Listen to the Podcast

Podcast Episode 13: The Railroad Era

 The Canadian Southern Railway Company was the first to put a track through Southern Ontario, from Windsor to Fort Erie, in 1872. They sold to New York City Railway in 1882, and they leased it to the Michigan Center Railroad. The Lake Erie and Detroit River Railroad opened in 1901, from Walkersville to St. Thomas. It curved to reach places like Kingsville, Leamington, Blenheim, Erieau, Ridgetown, Highgate, and West Lorne, which weren’t covered by the MCR. It was meant to go further, but for reasons unclear its progress was halted. 

The railways exchanged hands often, multiple times because owners declared bankruptcy. That was how the Erie and Detroit Rail became part of the Flint and Pere Marquette Rail, and how Michigan Center was bought back by New York. Through all of their different names and owners, it was these two railroads that most impacted Dunwich and Aldborough. Some for better, some for worse, but for the towns we focus on today it was their origin story. 

Rodney was hardly an idea when the Canadian Southern began construction. Their first ever train station was a modified box car, manned by one Charles Brown. The station that was later built on Stinson Street wasn’t much better. Early trains were wood burning, so wood for fuel was stocked at all stations; for Rodney this came in the form of Port Glasgow’s empty fish boxes piled on the station’s every side. There was also lumber, livestock, fish, baskets, and beans, all key exports crowding the platform. The trains were bulky, ugly, and dangerous. It was only in the 1900s that “electric block” systems would prevent train-on-train collisions. Gate men were placed at road crossings, but they weren’t enough. On January 1st, 1934, local youth Carman Evans, Georgina Munroe, Sarah Patterson, and Jean Stewart were hit by a train and killed while driving home from a New Year’s party. It was only after that tragedy that automated signals, called wig-wag signals, were installed.  

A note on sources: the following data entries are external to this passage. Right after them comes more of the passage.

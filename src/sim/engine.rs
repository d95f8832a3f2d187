//! Stack engine: spawn, commit and terminate
//!
//! Lifecycle: `Initializing` (base placed, waiting out the spawn delay)
//! -> `AwaitingCommit` (an active platform is moving) -> `Terminated`.
//! Every successful commit places a resting platform and spawns the next
//! active one, staying in `AwaitingCommit`. A miss terminates for good.
//!
//! The engine is single-writer: every mutation goes through `&mut self`.

use glam::Vec3;
use serde::{Deserialize, Serialize};

use super::collab::{HostTermination, Mover, MoverFactory, ViewpointNotifier};
use super::overlap::{Resolution, resolve_overlap};
use super::platform::{Axis, Platform, PlatformKind, PlatformSize, Transform};
use super::stack::PlatformStack;
use crate::error::{StackError, StackResult};
use crate::settings::Settings;

/// Current lifecycle phase
#[derive(Debug, Clone, Copy, PartialEq, Eq, Serialize, Deserialize)]
pub enum Phase {
    /// Before the first active platform exists
    Initializing,
    /// An active platform is moving and a commit is expected
    AwaitingCommit,
    /// Game over; nothing changes any more
    Terminated,
}

/// What a call to [`StackEngine::commit`] did
#[derive(Debug, Clone, Copy, PartialEq)]
pub enum CommitOutcome {
    /// Not awaiting a commit; nothing changed
    Ignored,
    /// The cut landed: `placed` now rests on the stack and `discarded` fell off
    Placed {
        placed: Platform,
        discarded: Platform,
    },
    /// The active platform missed and fell off whole
    GameOver { discarded: Platform },
}

/// Serializable view of the engine for presentation layers
#[derive(Debug, Clone, Serialize, Deserialize)]
pub struct StackSnapshot {
    pub phase: Phase,
    pub count: usize,
    pub axis: Axis,
    pub platforms: Vec<Platform>,
    pub discarded: Vec<Platform>,
}

pub struct StackEngine<F, V, H>
where
    F: MoverFactory,
    V: ViewpointNotifier,
    H: HostTermination,
{
    settings: Settings,
    stack: PlatformStack,
    phase: Phase,
    /// Seconds left before the first spawn (armed by `initialize`)
    spawn_timer: Option<f32>,
    movers: F,
    mover: Option<F::Mover>,
    viewpoint: V,
    host: H,
    /// Cut-off pieces not yet collected by the presentation layer
    discarded: Vec<Platform>,
}

impl<F, V, H> StackEngine<F, V, H>
where
    F: MoverFactory,
    V: ViewpointNotifier,
    H: HostTermination,
{
    pub fn new(settings: Settings, movers: F, viewpoint: V, host: H) -> Self {
        Self {
            settings,
            stack: PlatformStack::new(),
            phase: Phase::Initializing,
            spawn_timer: None,
            movers,
            mover: None,
            viewpoint,
            host,
            discarded: Vec::new(),
        }
    }

    /// Place the base platform and arm the first spawn
    pub fn initialize(&mut self) {
        if !self.stack.is_empty() {
            log::warn!("initialize called twice; ignoring");
            return;
        }

        let base = Platform::new(PlatformKind::Static, Vec3::ZERO, self.settings.base_size());
        self.stack.append(base);
        self.viewpoint
            .on_platform_count_changed(self.stack.resting_count(), false);
        self.spawn_timer = Some(self.settings.spawn_delay);

        log::info!(
            "Stack initialized, first platform in {:.2}s",
            self.settings.spawn_delay
        );
    }

    /// Advance by one fixed timestep
    pub fn tick(&mut self, dt: f32) {
        if self.phase == Phase::Terminated {
            return;
        }

        if let Some(remaining) = self.spawn_timer.as_mut() {
            *remaining -= dt;
            if *remaining <= 0.0 {
                self.spawn_timer = None;
                self.spawn_active(self.settings.base_size(), 0.0);
            }
        }

        if let Some(mover) = self.mover.as_mut() {
            mover.advance(dt);
            let live = mover.current_transform();
            if let Some(active) = self.stack.active_mut() {
                active.position = live.position;
            }
        }
    }

    /// Spawn a new active platform one level above the stack
    pub(crate) fn spawn_active(&mut self, size: PlatformSize, offset: f32) {
        if self.phase == Phase::Terminated || self.stack.is_empty() {
            log::warn!("spawn requested in phase {:?}; ignoring", self.phase);
            return;
        }
        if self.stack.active().is_some() {
            log::warn!("spawn requested while a platform is still moving; ignoring");
            return;
        }

        let count = self.stack.count();
        let axis = Axis::for_count(count);
        let level = count as f32 * self.settings.platform_height;
        let position = axis
            .perpendicular()
            .with(Vec3::new(0.0, level, 0.0), offset);
        let spawn = Transform::new(position, size);

        let mut mover = self.movers.create(&spawn);
        mover.set_axis(axis);
        mover.set_offset(offset);
        mover.start();

        let current = mover.current_transform();
        self.stack
            .append(Platform::new(PlatformKind::Active, current.position, size));
        self.mover = Some(mover);
        self.phase = Phase::AwaitingCommit;

        log::debug!(
            "Spawned platform {} on {:?} at y={:.2} ({:.3} x {:.3}, offset {:.3})",
            count,
            axis,
            level,
            size.width,
            size.depth,
            offset
        );
    }

    /// Freeze the active platform and cut it against the one beneath
    pub fn commit(&mut self) -> StackResult<CommitOutcome> {
        if self.phase != Phase::AwaitingCommit {
            log::debug!("commit ignored in phase {:?}", self.phase);
            return Ok(CommitOutcome::Ignored);
        }

        // Unchanged since the matching spawn, so spawn and commit agree on the axis
        let axis = self.current_axis();

        let (resting, active) = match self.stack.top(2) {
            [resting, active] if active.kind == PlatformKind::Active => {
                (resting.transform(), active.transform())
            }
            _ => {
                return Err(StackError::MissingPlatforms {
                    found: self.stack.count(),
                });
            }
        };

        let frozen = match self.mover.take() {
            Some(mut mover) => {
                mover.stop();
                mover.current_transform()
            }
            None => active,
        };

        let removed = self
            .stack
            .remove_active()
            .ok_or(StackError::MissingPlatforms {
                found: self.stack.count(),
            })?;

        match resolve_overlap(&resting, &frozen, axis) {
            Resolution::Overlap(overlap) => {
                let placed = Platform::new(
                    PlatformKind::Static,
                    overlap.static_position,
                    overlap.static_size,
                );
                self.stack.append(placed);
                self.viewpoint
                    .on_platform_count_changed(self.stack.resting_count(), false);

                let discarded = Platform::new(
                    PlatformKind::Discarded,
                    overlap.cut_position,
                    overlap.cut_size,
                );
                self.discarded.push(discarded);

                log::debug!(
                    "Cut on {:?}: kept {:.3}, dropped {:.3}",
                    axis,
                    overlap.overlap_extent(axis),
                    overlap.cut_extent(axis)
                );

                self.spawn_active(overlap.static_size, axis.of(overlap.static_position));
                Ok(CommitOutcome::Placed { placed, discarded })
            }
            Resolution::NoOverlap => {
                let discarded = Platform {
                    position: frozen.position,
                    size: frozen.size,
                    ..removed
                }
                .into_discarded();
                self.discarded.push(discarded);
                self.phase = Phase::Terminated;

                log::info!(
                    "Missed the stack, game over at {} platforms",
                    self.stack.resting_count()
                );
                self.host.notify_game_over();
                Ok(CommitOutcome::GameOver { discarded })
            }
        }
    }

    pub fn phase(&self) -> Phase {
        self.phase
    }

    pub fn is_terminated(&self) -> bool {
        self.phase == Phase::Terminated
    }

    /// The tower. The Active record's position is refreshed on every `tick`;
    /// use [`Self::active_transform`] for the mover's position between ticks.
    pub fn stack(&self) -> &PlatformStack {
        &self.stack
    }

    /// Retained platforms (resting plus the active one)
    pub fn count(&self) -> usize {
        self.stack.count()
    }

    /// Axis of the current (or next) active platform
    pub fn current_axis(&self) -> Axis {
        Axis::for_count(self.stack.resting_count())
    }

    /// Live transform of the active platform, straight from its mover
    pub fn active_transform(&self) -> Option<Transform> {
        self.mover.as_ref().map(|m| m.current_transform())
    }

    pub fn settings(&self) -> &Settings {
        &self.settings
    }

    pub fn viewpoint(&self) -> &V {
        &self.viewpoint
    }

    pub fn host(&self) -> &H {
        &self.host
    }

    /// Hand over the pieces cut off since the last call.
    ///
    /// Pieces accumulate until drained, so hosts should call this once per
    /// frame (or after every commit).
    pub fn take_discarded(&mut self) -> Vec<Platform> {
        std::mem::take(&mut self.discarded)
    }

    pub fn snapshot(&self) -> StackSnapshot {
        let mut platforms: Vec<Platform> = self.stack.iter().copied().collect();
        if let Some(top) = platforms.last_mut()
            && top.kind == PlatformKind::Active
            && let Some(live) = self.active_transform()
        {
            top.position = live.position;
        }
        StackSnapshot {
            phase: self.phase,
            count: self.count(),
            axis: self.current_axis(),
            platforms,
            discarded: self.discarded.clone(),
        }
    }
}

  It wasn’t just the railroad’s safety that grew over time. When the Stinson Street station burned down in 1884, business had grown enough that the new station could be made bigger and better. The Lake Erie and Detroit River Railroad was added in 1901, their station at the Furnival Road crossing. The MCR doubled their track a year later, a project that took over 600 men and 125 new trains, some now with dining cars. In summer months they sold excursion tickets to Toronto daily and to the Erieau pavilions on Friday nights. There would be up to 16 passenger trains per day per rail through Rodney with 20 cars each. Freight trains could easily have 100 cars. By 1904 trains from Niagara Falls to St. Thomas were travelling at world record speeds of 17 miles per hour! 

Of all that trains brought, one of their most valued imports was the news. The commercial telegraph was introduced almost as soon as the trains, to cover Provincial and Federal elections. Imagine: voters gathered in the township hall, separated by political parties, chattering with excitement. Runners from the station dash to the hall with information. An elected official’s name is called, half of the room is an uproar of cheers, the other half awaits the next name in simmering disappointment. It was almost as exciting as a game of hockey! 

West Lorne saw similar beginnings, although it was originally two towns created around the railroad; Bismarck and Lorne. They went from two houses to communities with stores and hotels. The Commercial Hotel, Odd Fellow’s Hall, and the Argyle Hotel popped up in the 1870s alongside stores for settlement necessities. The 1880s saw the rise of three mills, more stores, another hotel, and a Bending Factory. They built a town hall in 1888. 

The first station was built in 1873 on what is now called Wellington Street. There were issues with its location even though it had been built close to the tracks, so they moved it to Graham Street on the modern Eerie Flooring property. It stood vacant after trains fell out of favour until 1974. The old Pere Marquette station remains an unused shell. 

Bismarck was the name of a German Councillor at the time, and it was the condition of Squire Schleihauf, one of two big names in the West Lorne area, when he donated the land that it be named after him. The other big name was McKillop, a family who wanted to name the town after the Marquis of Lorne, Governor General of Canada 1878-1883. The name Lorne started slipping into other parts of the town, like the Lorne Mills, and when the two villages joined that was the name that took root. 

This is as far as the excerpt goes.